Source material —
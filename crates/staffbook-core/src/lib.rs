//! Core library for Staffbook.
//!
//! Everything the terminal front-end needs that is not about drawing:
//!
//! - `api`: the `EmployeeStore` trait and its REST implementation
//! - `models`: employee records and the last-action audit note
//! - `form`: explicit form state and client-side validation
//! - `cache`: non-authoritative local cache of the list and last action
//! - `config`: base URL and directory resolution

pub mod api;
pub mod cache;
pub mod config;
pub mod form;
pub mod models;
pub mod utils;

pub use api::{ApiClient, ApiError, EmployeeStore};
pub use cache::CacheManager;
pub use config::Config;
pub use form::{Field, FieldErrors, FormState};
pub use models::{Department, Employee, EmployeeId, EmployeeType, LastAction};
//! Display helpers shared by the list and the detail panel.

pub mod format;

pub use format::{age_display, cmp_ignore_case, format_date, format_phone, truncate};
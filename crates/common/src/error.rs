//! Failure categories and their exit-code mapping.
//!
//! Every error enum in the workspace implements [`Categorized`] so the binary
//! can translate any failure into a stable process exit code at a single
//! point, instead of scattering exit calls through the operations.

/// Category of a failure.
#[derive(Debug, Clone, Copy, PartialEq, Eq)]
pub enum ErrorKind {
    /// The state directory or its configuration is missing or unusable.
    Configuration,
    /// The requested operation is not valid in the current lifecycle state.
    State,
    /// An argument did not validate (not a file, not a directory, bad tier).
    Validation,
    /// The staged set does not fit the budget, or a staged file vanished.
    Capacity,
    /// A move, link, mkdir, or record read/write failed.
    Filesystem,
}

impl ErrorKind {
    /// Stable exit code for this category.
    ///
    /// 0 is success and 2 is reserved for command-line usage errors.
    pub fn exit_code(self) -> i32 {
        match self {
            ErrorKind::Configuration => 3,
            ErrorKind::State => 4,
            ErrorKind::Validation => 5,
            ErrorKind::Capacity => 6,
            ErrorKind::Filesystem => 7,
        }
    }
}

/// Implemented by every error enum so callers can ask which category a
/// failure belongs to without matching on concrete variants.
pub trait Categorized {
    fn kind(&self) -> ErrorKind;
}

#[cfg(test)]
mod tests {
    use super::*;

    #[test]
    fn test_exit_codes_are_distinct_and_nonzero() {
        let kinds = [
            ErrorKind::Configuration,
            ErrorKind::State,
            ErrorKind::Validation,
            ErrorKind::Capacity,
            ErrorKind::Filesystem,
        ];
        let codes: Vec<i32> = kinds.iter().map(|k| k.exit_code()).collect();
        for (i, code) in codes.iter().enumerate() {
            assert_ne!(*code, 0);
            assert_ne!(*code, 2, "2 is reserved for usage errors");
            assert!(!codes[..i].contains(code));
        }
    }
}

What you will do —
Working from the listing above, give it again word for word.

Response —
filename crates/staffbook-core/src/lib.rs
//! Core library for Staffbook.
//!
//! Everything the terminal front-end needs that is not about drawing:
//!
//! - `api`: the `EmployeeStore` trait and its REST implementation
//! - `models`: employee records and the last-action audit note
//! - `form`: explicit form state and client-side validation
//! - `cache`: non-authoritative local cache of the list and last action
//! - `config`: base URL and directory resolution

pub mod api;
pub mod cache;
pub mod config;
pub mod form;
pub mod models;
pub mod utils;

pub use api::{ApiClient, ApiError, EmployeeStore};
pub use cache::CacheManager;
pub use config::Config;
pub use form::{Field, FieldErrors, FormState};
pub use models::{Department, Employee, EmployeeId, EmployeeType, LastAction};
//! Display helpers shared by the list and the detail panel.

pub mod format;

pub use format::{age_display, cmp_ignore_case, format_date, format_phone, truncate};
filename crates/common/src/error.rs
//! Failure categories and their exit-code mapping.
//!
//! Every error enum in the workspace implements [`Categorized`] so the binary
//! can translate any failure into a stable process exit code at a single
//! point, instead of scattering exit calls through the operations.

/// Category of a failure.
#[derive(Debug, Clone, Copy, PartialEq, Eq)]
pub enum ErrorKind {
    /// The state directory or its configuration is missing or unusable.
    Configuration,
    /// The requested operation is not valid in the current lifecycle state.
    State,
    /// An argument did not validate (not a file, not a directory, bad tier).
    Validation,
    /// The staged set does not fit the budget, or a staged file vanished.
    Capacity,
    /// A move, link, mkdir, or record read/write failed.
    Filesystem,
}

impl ErrorKind {
    /// Stable exit code for this category.
    ///
    /// 0 is success and 2 is reserved for command-line usage errors.
    pub fn exit_code(self) -> i32 {
        match self {
            ErrorKind::Configuration => 3,
            ErrorKind::State => 4,
            ErrorKind::Validation => 5,
            ErrorKind::Capacity => 6,
            ErrorKind::Filesystem => 7,
        }
    }
}

/// Implemented by every error enum so callers can ask which category a
/// failure belongs to without matching on concrete variants.
pub trait Categorized {
    fn kind(&self) -> ErrorKind;
}

#[cfg(test)]
mod tests {
    use super::*;

    #[test]
    fn test_exit_codes_are_distinct_and_nonzero() {
        let kinds = [
            ErrorKind::Configuration,
            ErrorKind::State,
            ErrorKind::Validation,
            ErrorKind::Capacity,
            ErrorKind::Filesystem,
        ];
        let codes: Vec<i32> = kinds.iter().map(|k| k.exit_code()).collect();
        for (i, code) in codes.iter().enumerate() {
            assert_ne!(*code, 0);
            assert_ne!(*code, 2, "2 is reserved for usage errors");
            assert!(!codes[..i].contains(code));
        }
    }
}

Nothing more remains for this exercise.